Results by state house district

The two most notable candidates to compete in the first election were then-state representative and former state House Majority Leader Ed Case and John Mink, the former husband of the late Congresswoman. Despite the latter's connections to the district's prior representative, Case would win the election with fifty-one percent of the vote.

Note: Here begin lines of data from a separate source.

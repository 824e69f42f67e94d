//! Prometheus instrumentation for the cycle loop.
//!
//! All metrics hang off one `Registry` owned by `SystemMetrics`; components
//! record through the typed helpers rather than touching families directly.
//! `encode_text` renders the scrape payload, `summary` a JSON snapshot for
//! the status endpoint and CLI.

use prometheus::{
    CounterVec, Encoder, HistogramOpts, HistogramVec, IntCounter, IntCounterVec, Opts, Registry,
    TextEncoder,
};
use serde_json::{json, Value};

/// Cycle durations span sub-second healthy paths and multi-second LLM calls.
const CYCLE_BUCKETS: &[f64] = &[0.05, 0.25, 1.0, 5.0, 15.0, 60.0, 120.0];
const STAGE_BUCKETS: &[f64] = &[0.01, 0.05, 0.25, 1.0, 5.0, 30.0];

pub struct SystemMetrics {
    registry: Registry,

    cycles_total: IntCounter,
    cycle_errors_total: IntCounterVec,
    anomalies_detected_total: IntCounter,
    cycle_duration_seconds: HistogramVec,

    stage_duration_seconds: HistogramVec,
    stage_outcomes_total: CounterVec,

    verification_verdicts_total: IntCounterVec,
    llm_calls_total: IntCounterVec,
    llm_cache_hits_total: IntCounter,

    alerts_sent_total: IntCounterVec,
    remediations_total: IntCounterVec,
}

impl SystemMetrics {
    pub fn new() -> prometheus::Result<Self> {
        let registry = Registry::new();

        let cycles_total =
            IntCounter::new("perceptix_cycles_total", "Observation cycles executed")?;
        registry.register(Box::new(cycles_total.clone()))?;

        let cycle_errors_total = IntCounterVec::new(
            Opts::new("perceptix_cycle_errors_total", "Cycles aborted by a fatal error"),
            &["stage"],
        )?;
        registry.register(Box::new(cycle_errors_total.clone()))?;

        let anomalies_detected_total = IntCounter::new(
            "perceptix_anomalies_detected_total",
            "Cycles in which at least one trigger fired",
        )?;
        registry.register(Box::new(anomalies_detected_total.clone()))?;

        let cycle_duration_seconds = HistogramVec::new(
            HistogramOpts::new("perceptix_cycle_duration_seconds", "Wall time per cycle")
                .buckets(CYCLE_BUCKETS.to_vec()),
            &["outcome"],
        )?;
        registry.register(Box::new(cycle_duration_seconds.clone()))?;

        let stage_duration_seconds = HistogramVec::new(
            HistogramOpts::new("perceptix_stage_duration_seconds", "Wall time per cycle stage")
                .buckets(STAGE_BUCKETS.to_vec()),
            &["stage"],
        )?;
        registry.register(Box::new(stage_duration_seconds.clone()))?;

        let stage_outcomes_total = CounterVec::new(
            Opts::new("perceptix_stage_outcomes_total", "Stage completions by outcome"),
            &["stage", "outcome"],
        )?;
        registry.register(Box::new(stage_outcomes_total.clone()))?;

        let verification_verdicts_total = IntCounterVec::new(
            Opts::new(
                "perceptix_verification_verdicts_total",
                "Verification verdicts by status",
            ),
            &["status"],
        )?;
        registry.register(Box::new(verification_verdicts_total.clone()))?;

        let llm_calls_total = IntCounterVec::new(
            Opts::new("perceptix_llm_calls_total", "Model calls by stage and source"),
            &["stage", "source"],
        )?;
        registry.register(Box::new(llm_calls_total.clone()))?;

        let llm_cache_hits_total = IntCounter::new(
            "perceptix_llm_cache_hits_total",
            "Model calls answered from the response cache",
        )?;
        registry.register(Box::new(llm_cache_hits_total.clone()))?;

        let alerts_sent_total = IntCounterVec::new(
            Opts::new("perceptix_alerts_sent_total", "Alerts delivered by level"),
            &["level"],
        )?;
        registry.register(Box::new(alerts_sent_total.clone()))?;

        let remediations_total = IntCounterVec::new(
            Opts::new("perceptix_remediations_total", "Remediation attempts by outcome"),
            &["outcome"],
        )?;
        registry.register(Box::new(remediations_total.clone()))?;

        Ok(Self {
            registry,
            cycles_total,
            cycle_errors_total,
            anomalies_detected_total,
            cycle_duration_seconds,
            stage_duration_seconds,
            stage_outcomes_total,
            verification_verdicts_total,
            llm_calls_total,
            llm_cache_hits_total,
            alerts_sent_total,
            remediations_total,
        })
    }

    // ===== CYCLE =====

    pub fn record_cycle(&self, duration_secs: f64, outcome: &str, had_anomaly: bool) {
        self.cycles_total.inc();
        self.cycle_duration_seconds
            .with_label_values(&[outcome])
            .observe(duration_secs);
        if had_anomaly {
            self.anomalies_detected_total.inc();
        }
    }

    pub fn record_cycle_error(&self, stage: &str) {
        self.cycle_errors_total.with_label_values(&[stage]).inc();
    }

    pub fn record_stage(&self, stage: &str, duration_secs: f64, success: bool) {
        self.stage_duration_seconds
            .with_label_values(&[stage])
            .observe(duration_secs);
        let outcome = if success { "success" } else { "failure" };
        self.stage_outcomes_total
            .with_label_values(&[stage, outcome])
            .inc();
    }

    // ===== REASONING =====

    pub fn record_llm_call(&self, stage: &str, api_used: bool, cache_hit: bool) {
        if cache_hit {
            self.llm_cache_hits_total.inc();
        }
        let source = if cache_hit {
            "cache"
        } else if api_used {
            "api"
        } else {
            "fallback"
        };
        self.llm_calls_total.with_label_values(&[stage, source]).inc();
    }

    pub fn record_verdict(&self, status: &str) {
        self.verification_verdicts_total
            .with_label_values(&[status])
            .inc();
    }

    // ===== OUTPUT PATHS =====

    pub fn record_alert(&self, level: &str) {
        self.alerts_sent_total.with_label_values(&[level]).inc();
    }

    pub fn record_remediation(&self, outcome: &str) {
        self.remediations_total.with_label_values(&[outcome]).inc();
    }

    // ===== EXPORT =====

    /// Prometheus text exposition of every registered family.
    pub fn encode_text(&self) -> prometheus::Result<String> {
        let encoder = TextEncoder::new();
        let mut buf = Vec::new();
        encoder.encode(&self.registry.gather(), &mut buf)?;
        Ok(String::from_utf8_lossy(&buf).into_owned())
    }

    /// Compact JSON snapshot of the headline counters.
    pub fn summary(&self) -> Value {
        json!({
            "cycles_total": self.cycles_total.get(),
            "anomalies_detected_total": self.anomalies_detected_total.get(),
            "llm_cache_hits_total": self.llm_cache_hits_total.get(),
        })
    }
}

#[cfg(test)]
mod tests {
    use super::*;

    #[test]
    fn test_cycle_counters_accumulate() {
        let metrics = SystemMetrics::new().unwrap();
        metrics.record_cycle(0.2, "incident", true);
        metrics.record_cycle(0.1, "healthy", false);
        metrics.record_cycle(4.0, "incident", true);

        let summary = metrics.summary();
        assert_eq!(summary["cycles_total"], 3);
        assert_eq!(summary["anomalies_detected_total"], 2);
    }

    #[test]
    fn test_llm_call_sources() {
        let metrics = SystemMetrics::new().unwrap();
        metrics.record_llm_call("analysis", true, false);
        metrics.record_llm_call("analysis", false, true);
        metrics.record_llm_call("triage", false, false);

        assert_eq!(metrics.summary()["llm_cache_hits_total"], 1);
        let text = metrics.encode_text().unwrap();
        assert!(text.contains("perceptix_llm_calls_total"));
        assert!(text.contains("source=\"fallback\""));
    }

    #[test]
    fn test_encode_text_includes_registered_families() {
        let metrics = SystemMetrics::new().unwrap();
        metrics.record_verdict("CONFIRMED");
        metrics.record_alert("CRITICAL");
        metrics.record_remediation("approval_pending");
        metrics.record_stage("observe", 0.01, true);
        metrics.record_cycle_error("persistence");

        let text = metrics.encode_text().unwrap();
        for family in [
            "perceptix_verification_verdicts_total",
            "perceptix_alerts_sent_total",
            "perceptix_remediations_total",
            "perceptix_stage_duration_seconds",
            "perceptix_cycle_errors_total",
        ] {
            assert!(text.contains(family), "missing {}", family);
        }
    }
}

2002 Hawaii's 2nd district special election
| Party |  | Candidate | Votes | % |
|---|---|---|---|---|
|  | Democratic | Ed Case | 23,576 | 51.44% |
|  | Democratic | John Mink | 16,624 | 36.27% |
|  | Republican | John S. Carroll | 1,933 | 4.22% |
|  | Republican | Whitney Anderson | 942 | 2.06% |
|  | Nonpartisan | Mark McNett | 449 | 0.98% |
|  | Democratic | Kekoa David Kaapu | 269 | 0.59% |
|  | Republican | Richard Haake | 229 | 0.50% |
|  | Republican | Doug Fairhurst | 173 | 0.38% |
|  | Republican | Kimo Kaloi | 149 | 0.33% |
|  | Green | Nick Nikhilananda | 136 | 0.30% |
|  | Democratic | Solomon Nalua'i | 116 | 0.25% |
|  | Republican | Walter R. Barnes | 94 | 0.21% |
|  | Republican | Carolyn Golojuch | 94 | 0.21% |
|  | Republican | Clifford Rhodes | 86 | 0.19% |
|  | Republican | Timmy Yuen | 85 | 0.19% |
|  | Republican | Joe Conner | 83 | 0.18% |
|  | Republican | Joseph Payne | 69 | 0.15% |
|  | Democratic | Brian G. Cole | 67 | 0.15% |
|  | Democratic | John L. Baker | 66 | 0.14% |
|  | Democratic | Michael Gagne | 62 | 0.14% |
|  | Republican | Bob Schieve | 55 | 0.12% |
|  | Nonpartisan | Ron Jacobs | 54 | 0.12% |
|  | Nonpartisan | Lillian Hong | 51 | 0.11% |
|  | Democratic | Art Reyes | 51 | 0.11% |
|  | Nonpartisan | John Mayer | 47 | 0.10% |
|  | Libertarian | Jeff Mallan | 33 | 0.07% |
|  | Libertarian | Lawrence Duquesne | 32 | 0.07% |
|  | Democratic | Steve Tataii | 28 | 0.06% |
|  | Nonpartisan | Bill Russell | 27 | 0.06% |
|  | Nonpartisan | John Parker | 27 | 0.06% |
|  | Green | Gregory Goodwin | 27 | 0.06% |
|  | Democratic | Charles Collins | 18 | 0.04% |
|  | Nonpartisan | Jack Randall | 16 | 0.03% |
|  | Democratic | Paul Britos | 15 | 0.03% |
|  | Nonpartisan | Dan A. Cole | 15 | 0.03% |
|  | Nonpartisan | Mike Rethman | 11 | 0.02% |
|  | Nonpartisan | S.J. Harlan | 10 | 0.02% |
|  | Nonpartisan | Robert Martin Jr. | 10 | 0.02% |
| Total votes |  |  | 46,216 | 100% |

== Election to the 108th Congress (January 4, 2003) ==

Results by state house district

The now-freshman incumbent Case immediately ran for reelection in the early January 2003 race for the second district seat in the 108th Congress, going up against more than three dozen other candidates. Other Democrats included state Senators Matt Matsunaga and Colleen Hanabusa. Republicans included state Representatives Barbara Marumoto and Bob McDermott, and former Honolulu Mayor Frank Fasi. Case won this election with 43 percent of the vote.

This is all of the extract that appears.